5M chart of EUR/USD
On Wednesday, EUR/USD traded higher again. Last night the Federal Reserve was summing up the results of its second meeting this year and the market was very worried about the central bank's decision. Over the last couple of weeks, the rate expectations have been constantly changing. Many experts assumed that the Fed would take a pause or lower the rate amid the banking crisis. And as a result, the Fed raised the rate "as planned" - by 0.25%. Market reaction to the meeting was quite predictable. Initially, the demand for the US currency fell, then it grew and now it is still trading higher. I think the market still undervalues both the dollar and the Fed, and overvalues the European Central Bank and the euro. As the single currency rises for the sixth straight day, you can't help but wonder what is pushing the pair up. The Fed has tightened its monetary policy, which is supposed to provoke the dollar's growth. Especially considering the fact that it had been falling five days before that too.
It makes no sense to analyze Wednesday's trading signals, because there were none. Until the evening, the pair was traded in a very narrow range, and it only surged after the announcement of the meeting's results. Thus, the first buy signal was formed when the pair passed 1.0806, but there were no reasons to work it out. And traders did not have the opportunity to open a long position in time.
On Friday, the new COT report for March 7 was released. The Commodity Futures Trading Commission is slowly catching up with the lost time and publishes reports that have a frequency of two weeks. At this rate, in a couple of weeks we will get the actual data again. So far, we can say that in the last few months, the overall picture has been corresponding to the market situation. On the chart above, we see that the net non-commercial position of large traders (second indicator) has risen since September 2022. At about the same time, the euro started to rise. The net non-commercial position is bullish and only started to fall during the last couple of weeks, which coincides with the euro's decline. I have already drawn your attention to the fact that a fairly high value of the "net position" allows us to expect the uptrend to stop shortly. Such a signal comes from the first indicator, with the green line and the red line being far apart, which is usually a sign of the end of a trend. The euro has already started to fall, but we don't know if it's just a bearish correction or a new downtrend. According to the latest report, non-commercial traders closed 6,900 long positions, while the number of short ones increased by 6,900. Consequently, the net position fell by 13,800. The number of long positions exceeds that of short ones by 148,000. In any case, a correction has been looming for a long time. Therefore, even without reports, it is clear that the downtrend will continue.
1H chart of EUR/USD
On the one-hour chart, EUR/USD continues to trade in a "swing" mode, but at the same time, it has been growing for the sixth straight day, which looks quite strange. Now we can talk about a new uptrend, though we still do not see enough reasons for such a movement. Even on the 1H chart, we can see how fast and sharply the pair is growing. Such a strong movement cannot be prolonged a priori. On Thursday, important levels are seen at 1.0581, 1.0658-1.0669, 1.0762, 1.0806, 1.0868, 1.0938, 1.1033, 1.1137-1.1185, and also Senkou Span B lines (1.0637) and Kijun Sen (1.0757) lines. Ichimoku indicator lines can move intraday, which should be taken into account when determining trading signals. There are also support and resistance although no signals are made near these levels. They could be made when the price either breaks or rebounds from these extreme levels. Do not forget to place Stop Loss at the breakeven point when the price goes by 15 pips in the right direction. In case of a false breakout, it could save you from possible losses. On March 23, no important events are scheduled in the European Union, while there will only be secondary reports in the US. I think that the market will continue to work on the results of the Fed meeting. In fact, it has already started to do so, judging by the night trading, which turned out to be quite active.
Indicators on charts:
Resistance/support - thick red lines, near which the trend may stop. They do not make trading signals.

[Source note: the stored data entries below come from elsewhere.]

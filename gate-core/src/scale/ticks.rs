//! Tick position generation for the supported scale modes.

use super::labels::format_tick;
use super::transform::LOG_EPSILON;
use super::{ScaleMode, Tick, TickSet};

/// Compute major/minor ticks for the visible range `[visible_min,
/// visible_max]` under `mode` with the given linear threshold.
///
/// A degenerate range (`max <= min`) yields empty tick sets. A non-positive
/// threshold substitutes pure logarithmic behavior regardless of mode.
pub fn compute_ticks(
    visible_min: f32,
    visible_max: f32,
    mode: ScaleMode,
    threshold: f32,
) -> TickSet {
    if !(visible_max > visible_min) {
        return TickSet::default();
    }
    let mode = if threshold <= 0.0 {
        ScaleMode::Logarithmic
    } else {
        mode
    };

    let mut major: Vec<f32> = vec![];
    let mut minor: Vec<f32> = vec![];

    match mode {
        ScaleMode::Linear => {
            linear_region(
                visible_min,
                visible_max,
                0.0,
                threshold,
                threshold,
                &mut major,
                &mut minor,
            );
        }
        ScaleMode::Logarithmic => {
            decade_region(visible_min, visible_max, 0.0, &mut major, &mut minor);
        }
        ScaleMode::LinearThenLog => {
            linear_region(
                visible_min,
                visible_max,
                0.0,
                threshold,
                threshold,
                &mut major,
                &mut minor,
            );
            // The boundary itself is always a major tick when visible.
            if visible_min <= threshold && threshold <= visible_max {
                major.push(threshold);
            }
            decade_region(visible_min, visible_max, threshold, &mut major, &mut minor);
        }
        ScaleMode::SymmetricLog => {
            linear_region(
                visible_min,
                visible_max,
                -threshold,
                threshold,
                threshold,
                &mut major,
                &mut minor,
            );
            symlog_side(visible_min, visible_max, threshold, false, &mut major, &mut minor);
            symlog_side(visible_min, visible_max, threshold, true, &mut major, &mut minor);
        }
    }

    finalize(major, minor)
}

/// Multiples of `step` inside `[lo, hi]`.
fn spaced_multiples(lo: f32, hi: f32, step: f32, out: &mut Vec<f32>) {
    if step <= 0.0 {
        return;
    }
    let k_start = (lo / step).floor() as i64 - 1;
    let k_end = (hi / step).ceil() as i64 + 1;
    for k in k_start..=k_end {
        let v = k as f32 * step;
        if v >= lo && v <= hi {
            out.push(v);
        }
    }
}

/// Evenly spaced ticks over the intersection of the visible range with
/// `[region_lo, region_hi]`: majors every threshold/5, minors every
/// threshold/20.
fn linear_region(
    visible_min: f32,
    visible_max: f32,
    region_lo: f32,
    region_hi: f32,
    threshold: f32,
    major: &mut Vec<f32>,
    minor: &mut Vec<f32>,
) {
    let lo = visible_min.max(region_lo);
    let hi = visible_max.min(region_hi);
    if hi < lo {
        return;
    }
    spaced_multiples(lo, hi, threshold / 5.0, major);
    spaced_multiples(lo, hi, threshold / 20.0, minor);
}

/// Decade ticks strictly above `floor_value`: majors at powers of ten,
/// minors at {2..9} x 10^k. Values <= 0 in the visible range are clamped to
/// a small epsilon, so a fully non-positive range simply produces nothing.
fn decade_region(
    visible_min: f32,
    visible_max: f32,
    floor_value: f32,
    major: &mut Vec<f32>,
    minor: &mut Vec<f32>,
) {
    let lo = visible_min.max(LOG_EPSILON);
    if visible_max < lo {
        return;
    }
    let k_min = lo.log10().floor() as i32 - 1;
    let k_max = visible_max.log10().ceil() as i32 + 1;
    for k in k_min..=k_max {
        let decade = 10f32.powi(k);
        if decade >= lo && decade <= visible_max && decade > floor_value {
            major.push(decade);
        }
        for m in 2..=9 {
            let v = m as f32 * decade;
            if v >= lo && v <= visible_max && v > floor_value {
                minor.push(v);
            }
        }
    }
}

/// One side of the symmetric-log construction: decade ticks of magnitude
/// >= threshold, mirrored onto the negative axis when `negative`.
fn symlog_side(
    visible_min: f32,
    visible_max: f32,
    threshold: f32,
    negative: bool,
    major: &mut Vec<f32>,
    minor: &mut Vec<f32>,
) {
    let mag_hi = if negative { -visible_min } else { visible_max };
    if mag_hi < threshold {
        return;
    }
    let k_min = threshold.log10().floor() as i32 - 1;
    let k_max = mag_hi.log10().ceil() as i32 + 1;
    for k in k_min..=k_max {
        let decade = 10f32.powi(k);
        for m in 1..=9 {
            let magnitude = m as f32 * decade;
            if magnitude < threshold {
                continue;
            }
            let v = if negative { -magnitude } else { magnitude };
            if v >= visible_min && v <= visible_max {
                if m == 1 {
                    major.push(v);
                } else {
                    minor.push(v);
                }
            }
        }
    }
}

/// Sort, dedup, drop minors shadowed by majors, and attach labels.
fn finalize(mut major: Vec<f32>, mut minor: Vec<f32>) -> TickSet {
    major.sort_by(f32::total_cmp);
    major.dedup();
    minor.sort_by(f32::total_cmp);
    minor.dedup();
    minor.retain(|m| major.binary_search_by(|probe| probe.total_cmp(m)).is_err());

    TickSet {
        major: major
            .into_iter()
            .map(|position| Tick {
                position,
                label: format_tick(position),
            })
            .collect(),
        minor: minor
            .into_iter()
            .map(|position| Tick {
                position,
                label: String::new(),
            })
            .collect(),
    }
}

#[cfg(test)]
mod tests {
    use super::*;

    fn assert_sorted_and_in_range(ticks: &TickSet, min: f32, max: f32) {
        for seq in [&ticks.major, &ticks.minor] {
            for pair in seq.windows(2) {
                assert!(pair[0].position < pair[1].position);
            }
            for t in seq.iter() {
                assert!(
                    t.position >= min && t.position <= max,
                    "tick {} outside [{min}, {max}]",
                    t.position
                );
            }
        }
    }

    fn assert_disjoint(ticks: &TickSet) {
        for m in ticks.minor.iter() {
            assert!(
                !ticks.major.iter().any(|t| t.position == m.position),
                "position {} is both major and minor",
                m.position
            );
        }
    }

    #[test]
    fn linear_short_range_has_only_zero_major() {
        let ticks = compute_ticks(0.0, 10.0, ScaleMode::Linear, 100.0);
        assert_eq!(ticks.major_positions(), vec![0.0]);
        // threshold/20 = 5 spacing fills in the minors.
        assert_eq!(ticks.minor_positions(), vec![5.0, 10.0]);
        assert_disjoint(&ticks);
    }

    #[test]
    fn linear_then_log_majors_cover_both_regimes() {
        let ticks = compute_ticks(0.0, 1000.0, ScaleMode::LinearThenLog, 100.0);
        assert_eq!(
            ticks.major_positions(),
            vec![0.0, 20.0, 40.0, 60.0, 80.0, 100.0, 1000.0]
        );
        assert_sorted_and_in_range(&ticks, 0.0, 1000.0);
        assert_disjoint(&ticks);

        // Log-regime minors sit strictly above the threshold.
        let log_minors: Vec<f32> = ticks
            .minor_positions()
            .into_iter()
            .filter(|p| *p > 100.0)
            .collect();
        assert_eq!(
            log_minors,
            vec![200.0, 300.0, 400.0, 500.0, 600.0, 700.0, 800.0, 900.0]
        );
    }

    #[test]
    fn threshold_boundary_is_major_even_off_grid() {
        // Range starts above every linear multiple except the boundary.
        let ticks = compute_ticks(95.0, 150.0, ScaleMode::LinearThenLog, 100.0);
        assert!(ticks.major_positions().contains(&100.0));
        assert_sorted_and_in_range(&ticks, 95.0, 150.0);
    }

    #[test]
    fn pure_log_decades_and_mantissa_minors() {
        let ticks = compute_ticks(1.0, 1000.0, ScaleMode::Logarithmic, 100.0);
        assert_eq!(ticks.major_positions(), vec![1.0, 10.0, 100.0, 1000.0]);
        let minors = ticks.minor_positions();
        assert!(minors.contains(&2.0));
        assert!(minors.contains(&20.0));
        assert!(minors.contains(&900.0));
        assert_eq!(minors.len(), 8 * 3);
        assert_disjoint(&ticks);
    }

    #[test]
    fn log_clamps_non_positive_minimum() {
        let ticks = compute_ticks(-50.0, 100.0, ScaleMode::Logarithmic, 100.0);
        assert!(!ticks.major.is_empty());
        for t in ticks.major.iter() {
            assert!(t.position > 0.0);
        }
    }

    #[test]
    fn non_positive_threshold_degenerates_to_log() {
        let with_zero = compute_ticks(1.0, 1000.0, ScaleMode::LinearThenLog, 0.0);
        let log = compute_ticks(1.0, 1000.0, ScaleMode::Logarithmic, 100.0);
        assert_eq!(with_zero, log);
    }

    #[test]
    fn degenerate_range_yields_no_ticks() {
        assert!(compute_ticks(10.0, 10.0, ScaleMode::Linear, 100.0).is_empty());
        assert!(compute_ticks(10.0, 5.0, ScaleMode::LinearThenLog, 100.0).is_empty());
    }

    #[test]
    fn symmetric_log_mirrors_decades() {
        let ticks = compute_ticks(-1000.0, 1000.0, ScaleMode::SymmetricLog, 100.0);
        let majors = ticks.major_positions();
        assert!(majors.contains(&-1000.0));
        assert!(majors.contains(&1000.0));
        assert!(majors.contains(&-100.0));
        assert!(majors.contains(&100.0));
        assert!(majors.contains(&0.0));

        let minors = ticks.minor_positions();
        assert!(minors.contains(&-200.0));
        assert!(minors.contains(&200.0));
        // Central linear minors at threshold/20.
        assert!(minors.contains(&-5.0));
        assert!(minors.contains(&5.0));

        assert_sorted_and_in_range(&ticks, -1000.0, 1000.0);
        assert_disjoint(&ticks);
    }

    #[test]
    fn compute_ticks_is_idempotent() {
        let a = compute_ticks(-250.0, 5.0e6, ScaleMode::SymmetricLog, 100.0);
        let b = compute_ticks(-250.0, 5.0e6, ScaleMode::SymmetricLog, 100.0);
        assert_eq!(a, b);

        let a = compute_ticks(0.3, 873.0, ScaleMode::LinearThenLog, 100.0);
        let b = compute_ticks(0.3, 873.0, ScaleMode::LinearThenLog, 100.0);
        assert_eq!(a, b);
        assert_sorted_and_in_range(&a, 0.3, 873.0);
        assert_disjoint(&a);
    }

    #[test]
    fn minor_labels_are_empty_major_labels_are_not() {
        let ticks = compute_ticks(0.0, 1000.0, ScaleMode::LinearThenLog, 100.0);
        assert!(ticks.major.iter().all(|t| !t.label.is_empty()));
        assert!(ticks.minor.iter().all(|t| t.label.is_empty()));
    }
}
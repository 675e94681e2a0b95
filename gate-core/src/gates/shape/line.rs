use crate::gates::shapes::{RenderShape, ShapeRole};
use crate::gates::styles::DrawingStyle;

pub fn draw_line(
    points: &[(f32, f32)],
    style: DrawingStyle,
    role: ShapeRole,
) -> Vec<RenderShape> {
    vec![RenderShape::PolyLine {
        points: points.to_vec(),
        style,
        role,
    }]
}
//! Axis value transforms: linear, log10 and arcsinh.

use crate::error::{GateError, Result};

/// Which axis of a 2D viewport a transform applies to.
#[derive(Debug, Clone, Copy, PartialEq, Eq)]
pub enum Axis {
    X,
    Y,
}

/// Values at or below this are clamped before taking a logarithm, so the
/// transforms never produce NaN or infinities.
pub const LOG_EPSILON: f32 = 1e-10;

#[derive(Debug, Clone, Copy, PartialEq)]
pub enum Transform {
    Linear,
    Log10,
    Arcsinh { cofactor: f32 },
}

impl Transform {
    /// Map a raw data value into transformed axis space.
    pub fn apply(&self, value: f32) -> Result<f32> {
        match self {
            Transform::Linear => check_finite(value),
            Transform::Log10 => Ok(check_finite(value)?.max(LOG_EPSILON).log10()),
            Transform::Arcsinh { cofactor } => asinh_transform(value, *cofactor),
        }
    }

    /// Map a transformed axis value back to raw data space.
    pub fn invert(&self, value: f32) -> Result<f32> {
        match self {
            Transform::Linear => check_finite(value),
            Transform::Log10 => Ok(10f32.powf(check_finite(value)?)),
            Transform::Arcsinh { cofactor } => asinh_reverse(value, *cofactor),
        }
    }

    pub fn is_linear(&self) -> bool {
        matches!(self, Transform::Linear)
    }
}

fn check_finite(value: f32) -> Result<f32> {
    if value.is_nan() || value.is_infinite() {
        Err(GateError::InvalidTransform(format!(
            "value {value} is not finite"
        )))
    } else {
        Ok(value)
    }
}

pub fn asinh_transform(value: f32, cofactor: f32) -> Result<f32> {
    let value = check_finite(value)?;
    if cofactor == 0_f32 {
        return Err(GateError::InvalidTransform(format!(
            "cofactor {cofactor} cannot be used for arcsinh transform"
        )));
    }
    Ok((value / cofactor).asinh())
}

pub fn asinh_reverse(transformed_value: f32, cofactor: f32) -> Result<f32> {
    let transformed_value = check_finite(transformed_value)?;
    if cofactor == 0_f32 {
        return Err(GateError::InvalidTransform(format!(
            "cofactor {cofactor} cannot be zero"
        )));
    }
    Ok(transformed_value.sinh() * cofactor)
}

/// Visible bounds of one axis, expressed in its transform space.
#[derive(Debug, Clone, PartialEq)]
pub struct AxisInfo {
    pub lower: f32,
    pub upper: f32,
    pub transform: Transform,
}

impl Default for AxisInfo {
    fn default() -> Self {
        Self {
            lower: 0_f32,
            upper: 4_194_304_f32,
            transform: Transform::Linear,
        }
    }
}

impl AxisInfo {
    /// Build from raw-space bounds, mapping them into transform space.
    /// Unrepresentable bounds fall back to the widest sensible span.
    pub fn new_from_raw(lower_raw: f32, upper_raw: f32, transform: Transform) -> Self {
        match transform {
            Transform::Linear => Self {
                lower: lower_raw,
                upper: upper_raw,
                transform,
            },
            _ => Self {
                lower: transform.apply(lower_raw).unwrap_or(0_f32),
                upper: transform.apply(upper_raw).unwrap_or(f32::INFINITY),
                transform,
            },
        }
    }

    pub fn into_arcsinh(&self, cofactor: f32) -> Result<Self> {
        let (lower_raw, upper_raw) = self.untransformed_bounds()?;
        let transform = Transform::Arcsinh { cofactor };
        Ok(Self {
            lower: transform.apply(lower_raw)?,
            upper: transform.apply(upper_raw)?,
            transform,
        })
    }

    pub fn into_linear(&self) -> Result<Self> {
        let (lower, upper) = self.untransformed_bounds()?;
        Ok(Self {
            lower,
            upper,
            transform: Transform::Linear,
        })
    }

    pub fn is_linear(&self) -> bool {
        self.transform.is_linear()
    }

    /// Bounds mapped back to raw data space.
    pub fn untransformed_bounds(&self) -> Result<(f32, f32)> {
        Ok((
            self.transform.invert(self.lower)?,
            self.transform.invert(self.upper)?,
        ))
    }

    pub fn cofactor(&self) -> Option<f32> {
        match self.transform {
            Transform::Arcsinh { cofactor } => Some(cofactor),
            _ => None,
        }
    }
}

Kijun-sen and Senkou Span B are the Ichimoku indicator lines moved to the hourly timeframe from the 4-hour timeframe. They are also strong lines.
Extreme levels are thin red lines, from which the price used to bounce earlier. They can produce trading signals.
Yellow lines are trend lines, trend channels, and any other technical patterns.
Indicator 1 on the COT chart is the size of the net position of each trader category.
Indicator 2 on the COT chart is the size of the net position for the Non-commercial group of traders.